By elimination of Katz’s parenthetical – “(including the many black students)” – the Presentation casts Katz in a role the opposite of what his words – when taken as a whole – indicate. Katz had condemned a group “that made life miserable for the many (including the many black students) who did not agree with its members’ demands.” (Bold added for ease of identification.) Katz’s original words had spoken out specifically on behalf of “black students” as well as others on campus – both of whose numbers were “many” – and who, because they did not agree with the group he cited, the group in his judgment had “made life miserable” for them.
Instead, by its secret elimination of “(including the many black students)” the Presentation turns Joshua Katz from a defender of “black students” into an attacker of a black student group. This highly troubling deception has also come under attack from the Academic Freedom Alliance. Simply put, this act bears hallmarks of simple dishonesty and should incur the full force of RRR 1.1.2, “Academic Integrity”.
Further worsening its defamation, the Presentation fails even to attempt to offer an even-handed inquiry into what Katz reasonably intended with his use of the word “terrorist.” (Is it really to assert the actual commission or threat of violence? Has it instead another meaning, going to one who induces “terror” – commonly (but not exclusively) understood as “a state of intense or overwhelming fear”? Or does it mean something else?) Likewise, that the phrase “terrorist group” could be seen as the use of metaphor or hyperbole and therefore not warrant particular notice, much less condemnation, the Presentation utterly avoids.
Similarly, the Presentation chose silence on the salient issue of what behavior, if any, might support Katz’s statement that this student group had “made life miserable” for those “who did not agree with its members’ demands.” On this, I note for the record – as but one example – the November 18, 2015 Daily Princetonian article “Updated: Students “walkout and speakout,” occupy Nassau Hall until demands of Black Justice League are met.”
That article quotes the person it identifies as the BLJ organizer of the occupiers, “We’re done talking. We’re going to be here until he signs this paper. We’re going to be here until things are met.” This quoted statement creates a prima facie case of threatened coercion.
Similarly, President Eisgruber may or may not have felt “miserable” to face the prospect of the loss of use of his office – not to mention control of his working schedule – until he acceded to the demands with which the BLJ confronted him in what up until then had been working space designated by the University for his use and not to my knowledge a venue for protest.
And aside from President Eisgruber’s subjective personal feelings during this event, there remains the question of whether these actions by the BLJ participants constituted violations — including flagrant breaches — of any applicable provisions of the University’s Rights, Rules, Responsibilities.

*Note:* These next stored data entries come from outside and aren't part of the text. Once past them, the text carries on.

//! ECDSA signatures and private keys.
//!
//! Signing is deterministic per RFC 6979: the nonce k is derived from the
//! secret and the message hash with HMAC-SHA-256, so no system randomness is
//! ever consumed. Signatures serialize to DER, private keys to WIF.

use num_bigint::BigUint;
use num_traits::{One, Zero};

use super::{
    base58,
    error::CryptoError,
    hash::hmac_sha256,
    secp256k1::{G, N, S256Point, to_bytes_32},
};

/// An ECDSA signature (r, s). s is kept exactly as produced; high-s values
/// are neither generated away nor rejected.
#[derive(Debug, Clone, PartialEq, Eq)]
pub struct Signature {
    pub r: BigUint,
    pub s: BigUint,
}

impl Signature {
    pub fn new(r: BigUint, s: BigUint) -> Self {
        Self { r, s }
    }

    /// DER serialization: `0x30 len 0x02 rlen r 0x02 slen s`, each integer
    /// big-endian with leading zeros stripped and a 0x00 prefix when the top
    /// bit is set.
    pub fn der(&self) -> Vec<u8> {
        let r = der_integer(&self.r);
        let s = der_integer(&self.s);
        let mut out = Vec::with_capacity(2 + r.len() + s.len());
        out.push(0x30);
        out.push((r.len() + s.len()) as u8);
        out.extend(r);
        out.extend(s);
        out
    }

    /// Parses a DER signature, enforcing the framing strictly.
    pub fn parse_der(der: &[u8]) -> Result<Self, CryptoError> {
        let rest = der
            .strip_prefix(&[0x30])
            .ok_or(CryptoError::MalformedDer("missing compound marker"))?;
        let (&declared, rest) = rest
            .split_first()
            .ok_or(CryptoError::MalformedDer("missing length"))?;
        if declared as usize != rest.len() {
            return Err(CryptoError::MalformedDer("declared length mismatch"));
        }
        let (r, rest) = der_read_integer(rest)?;
        let (s, rest) = der_read_integer(rest)?;
        if !rest.is_empty() {
            return Err(CryptoError::MalformedDer("trailing bytes"));
        }
        Ok(Self { r, s })
    }
}

fn der_integer(value: &BigUint) -> Vec<u8> {
    let mut bytes = value.to_bytes_be();
    if bytes[0] & 0x80 != 0 {
        // Keep the integer positive under DER's signed interpretation.
        bytes.insert(0, 0x00);
    }
    let mut out = Vec::with_capacity(2 + bytes.len());
    out.push(0x02);
    out.push(bytes.len() as u8);
    out.extend(bytes);
    out
}

fn der_read_integer(buf: &[u8]) -> Result<(BigUint, &[u8]), CryptoError> {
    let rest = buf
        .strip_prefix(&[0x02])
        .ok_or(CryptoError::MalformedDer("missing integer marker"))?;
    let (&len, rest) = rest
        .split_first()
        .ok_or(CryptoError::MalformedDer("missing integer length"))?;
    if rest.len() < len as usize {
        return Err(CryptoError::MalformedDer("integer length exceeds input"));
    }
    let (bytes, rest) = rest.split_at(len as usize);
    Ok((BigUint::from_bytes_be(bytes), rest))
}

impl std::fmt::Display for Signature {
    fn fmt(&self, f: &mut std::fmt::Formatter<'_>) -> std::fmt::Result {
        write!(f, "Signature({:x},{:x})", self.r, self.s)
    }
}

/// A secret scalar together with its cached public point.
#[derive(Debug, Clone)]
pub struct PrivateKey {
    secret: BigUint,
    point: S256Point,
}

impl PrivateKey {
    pub fn new(secret: BigUint) -> Result<Self, CryptoError> {
        if secret.is_zero() || secret >= *N {
            return Err(CryptoError::InvalidSecret);
        }
        let point = G.mul(&secret);
        Ok(Self { secret, point })
    }

    pub fn point(&self) -> &S256Point {
        &self.point
    }

    /// Signs the message hash z. The nonce comes from the RFC 6979 chain;
    /// candidates that would produce r = 0 or s = 0 are skipped.
    pub fn sign(&self, z: &BigUint) -> Signature {
        let n = &*N;
        let mut nonces = NonceChain::new(&self.secret, z);
        loop {
            let k = nonces.next_candidate();
            let r = match G.mul(&k).inner().x() {
                Some(x) => x.num() % n,
                None => continue,
            };
            if r.is_zero() {
                continue;
            }
            let k_inv = k.modpow(&(n - 2u8), n);
            let s = (z + &r * &self.secret) * k_inv % n;
            if s.is_zero() {
                continue;
            }
            return Signature::new(r, s);
        }
    }

    /// Wallet Import Format: Base58Check of
    /// `prefix || secret(32) || [0x01 if compressed]`,
    /// prefix 0x80 mainnet / 0xef testnet.
    pub fn wif(&self, compressed: bool, testnet: bool) -> String {
        let mut payload = Vec::with_capacity(34);
        payload.push(if testnet { 0xef } else { 0x80 });
        payload.extend_from_slice(&to_bytes_32(&self.secret));
        if compressed {
            payload.push(0x01);
        }
        base58::encode_check(&payload)
    }
}

/// The RFC 6979 HMAC-DRBG chain producing deterministic nonce candidates.
///
/// Seeded from the secret and the (reduced) message hash; each call to
/// [`next_candidate`](NonceChain::next_candidate) walks the chain until a
/// value in [1, n) appears.
struct NonceChain {
    k: [u8; 32],
    v: [u8; 32],
    primed: bool,
}

impl NonceChain {
    fn new(secret: &BigUint, z: &BigUint) -> Self {
        let n = &*N;
        let z = if z > n { z - n } else { z.clone() };
        let secret_bytes = to_bytes_32(secret);
        let z_bytes = to_bytes_32(&z);

        let mut k = [0u8; 32];
        let v = [1u8; 32];
        k = hmac_sha256(
            &k,
            &[&v[..], &[0x00][..], &secret_bytes[..], &z_bytes[..]].concat(),
        );
        let v = hmac_sha256(&k, &v);
        k = hmac_sha256(
            &k,
            &[&v[..], &[0x01][..], &secret_bytes[..], &z_bytes[..]].concat(),
        );
        let v = hmac_sha256(&k, &v);
        Self {
            k,
            v,
            primed: false,
        }
    }

    fn next_candidate(&mut self) -> BigUint {
        let n = &*N;
        loop {
            if self.primed {
                // The previous candidate was unusable.
                self.k = hmac_sha256(&self.k, &[&self.v[..], &[0x00][..]].concat());
                self.v = hmac_sha256(&self.k, &self.v);
            }
            self.primed = true;
            self.v = hmac_sha256(&self.k, &self.v);
            let candidate = BigUint::from_bytes_be(&self.v);
            if candidate >= BigUint::one() && candidate < *n {
                return candidate;
            }
        }
    }
}

#[cfg(test)]
mod tests {
    use super::*;
    use crate::hash::hash256;
    use num_traits::Num;

    fn scalar(hex: &str) -> BigUint {
        BigUint::from_str_radix(hex, 16).unwrap()
    }

    #[test]
    fn deterministic_k_vector() {
        let secret = BigUint::from_bytes_be(&hash256(b"my secret"));
        let z = BigUint::from_bytes_be(&hash256(b"Hi Mom!"));
        let mut chain = NonceChain::new(&secret, &z);
        assert_eq!(
            chain.next_candidate(),
            scalar("5a36ac7d11fc415802c6049fda6ced159feb2044ba9bc61ecb18c8366b64ac65")
        );
    }

    #[test]
    fn sign_verify_roundtrip() {
        let key = PrivateKey::new(BigUint::from(12345u64)).unwrap();
        let z = BigUint::from_bytes_be(&hash256(b"message to be signed"));
        let sig = key.sign(&z);
        assert!(key.point().verify(&z, &sig));
        // Signing is deterministic.
        assert_eq!(key.sign(&z), sig);
    }

    #[test]
    fn tampered_signature_fails() {
        let key = PrivateKey::new(BigUint::from(12345u64)).unwrap();
        let z = BigUint::from_bytes_be(&hash256(b"message to be signed"));
        let sig = key.sign(&z);
        assert!(!key.point().verify(&(&z + 1u8), &sig));
        let other = G.mul(&BigUint::from(54321u64));
        assert!(!other.verify(&z, &sig));
    }

    #[test]
    fn secret_range_check() {
        assert!(PrivateKey::new(BigUint::zero()).is_err());
        assert!(PrivateKey::new(N.clone()).is_err());
        assert!(PrivateKey::new(&*N - 1u8).is_ok());
    }

    #[test]
    fn der_vector() {
        let sig = Signature::new(
            scalar("37206a0610995c58074999cb9767b87af4c4978db68c06e8e6e81d282047a7c6"),
            scalar("8ca63759c1157ebeaec0d03cecca119fc9a75bf8e6d0fa65c841c8e2738cdaec"),
        );
        let expected = "3045022037206a0610995c58074999cb9767b87af4c4978db68c06e8e6e81d282047a7c60221008ca63759c1157ebeaec0d03cecca119fc9a75bf8e6d0fa65c841c8e2738cdaec";
        assert_eq!(hex::encode(sig.der()), expected);
        assert_eq!(Signature::parse_der(&sig.der()).unwrap(), sig);
    }

    #[test]
    fn der_rejects_bad_framing() {
        let good = Signature::new(
            scalar("37206a0610995c58074999cb9767b87af4c4978db68c06e8e6e81d282047a7c6"),
            scalar("8ca63759c1157ebeaec0d03cecca119fc9a75bf8e6d0fa65c841c8e2738cdaec"),
        )
        .der();

        let mut bad = good.clone();
        bad[0] = 0x31;
        assert!(Signature::parse_der(&bad).is_err());

        let mut bad = good.clone();
        bad[1] += 1;
        assert!(Signature::parse_der(&bad).is_err());

        let mut truncated = good.clone();
        truncated.pop();
        assert!(Signature::parse_der(&truncated).is_err());

        let mut trailing = good;
        trailing.push(0x00);
        assert!(Signature::parse_der(&trailing).is_err());
    }

    #[test]
    fn wif_vectors() {
        let cases = [
            (
                BigUint::from(5003u64),
                true,
                true,
                "cMahea7zqjxrtgAbB7LSGbcQUr1uX1ojuat9jZodMN8rFTv2sfUK",
            ),
            (
                BigUint::from(2021u64).pow(5),
                false,
                true,
                "91avARGdfge8E4tZfYLoxeJ5sGBdNJQH4kvjpWAxgzczjbCwxic",
            ),
            (
                scalar("54321deadbeef"),
                true,
                false,
                "KwDiBf89QgGbjEhKnhXJuH7LrciVrZi3qYjgiuQJv1h8Ytr2S53a",
            ),
        ];
        for (secret, compressed, testnet, expected) in cases {
            let key = PrivateKey::new(secret).unwrap();
            assert_eq!(key.wif(compressed, testnet), expected);
        }
    }
}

The Presentation failed to acknowledge this issue. I direct the attention of readers interested in further exploration of this issue to RRR 1.4.7 Property regarding “[u]nauthorized occupation of . . . University spaces” and RRR 1.2.3 Peaceful Dissent, Protests, and Demonstrations for additional applicable restrictions, limitations, and prohibitions.
Similarly, the Presentation quotes Joshua Katz’s statement from his Quillette opinion about the BLJ: “Recently I watched an ‘Instagram Live’ of one of its alumni leaders, who . . . presided over what was effectively a Struggle Session against one of his former classmates.” The Presentation presumably could have linked to this referenced “Instagram Live” video (or otherwise have obtained from the BLJ or whoever controlled the video a copy of it for such posting) and let readers judge for themselves whether or not Katz gave this “Instagram Live” episode a fair depiction. And if the such parties who controlled the video chose not to make it so available, certain inferences as to the nature of its content can reasonably be drawn.
All of this is in the context of the Presentation’s styling itself from its beginning and throughout as a critique of “systematic racism” at Princeton and directing the reader’s attention to “racist statements and actions“ at its introduction to the “Race and Free Speech” chapter, where the Presentation positioned the defamatory misquote of Katz. The effect of the Presentation is to give the reader a wrongful rendering of his character.
The Presentation, it must be noted, provides vivid – but presumably unintended – irony in its accompanying quote of Princeton’s President Eisgruber on the “obligation to exercise that right [of free speech] responsibly.” (Please refer to Exhibit A.) Here the Presentation – in an act of either (1) utter lack of self-awareness or, yet worse, (2) knowing arrogance – invokes this Eisgruber quote to further condemn Katz for his use of the phrase “terrorist organization” while on its very same screen the Presentation commits either gross negligence or an underhanded and malicious attack most foul – either of which (negligence or attack) are manifest derelictions of responsible speech.
Eventually – and after wide-spread and pronounced criticism – the Katz quote was changed to reflect correctly what Katz actually wrote in his Quillette piece. (Please refer to Exhibit C, enclosed.) This happened sometime before the March 27, 2022 AFA letter to President Eisgruber. But great damage had already been done to two reputations – Katz’s and Princeton’s.
Just who made this change, at whose request and why they had not done so previously, I do not know. And these questions are but a few of the many questions bearing upon intent that the University must pursue with fully and with vigor.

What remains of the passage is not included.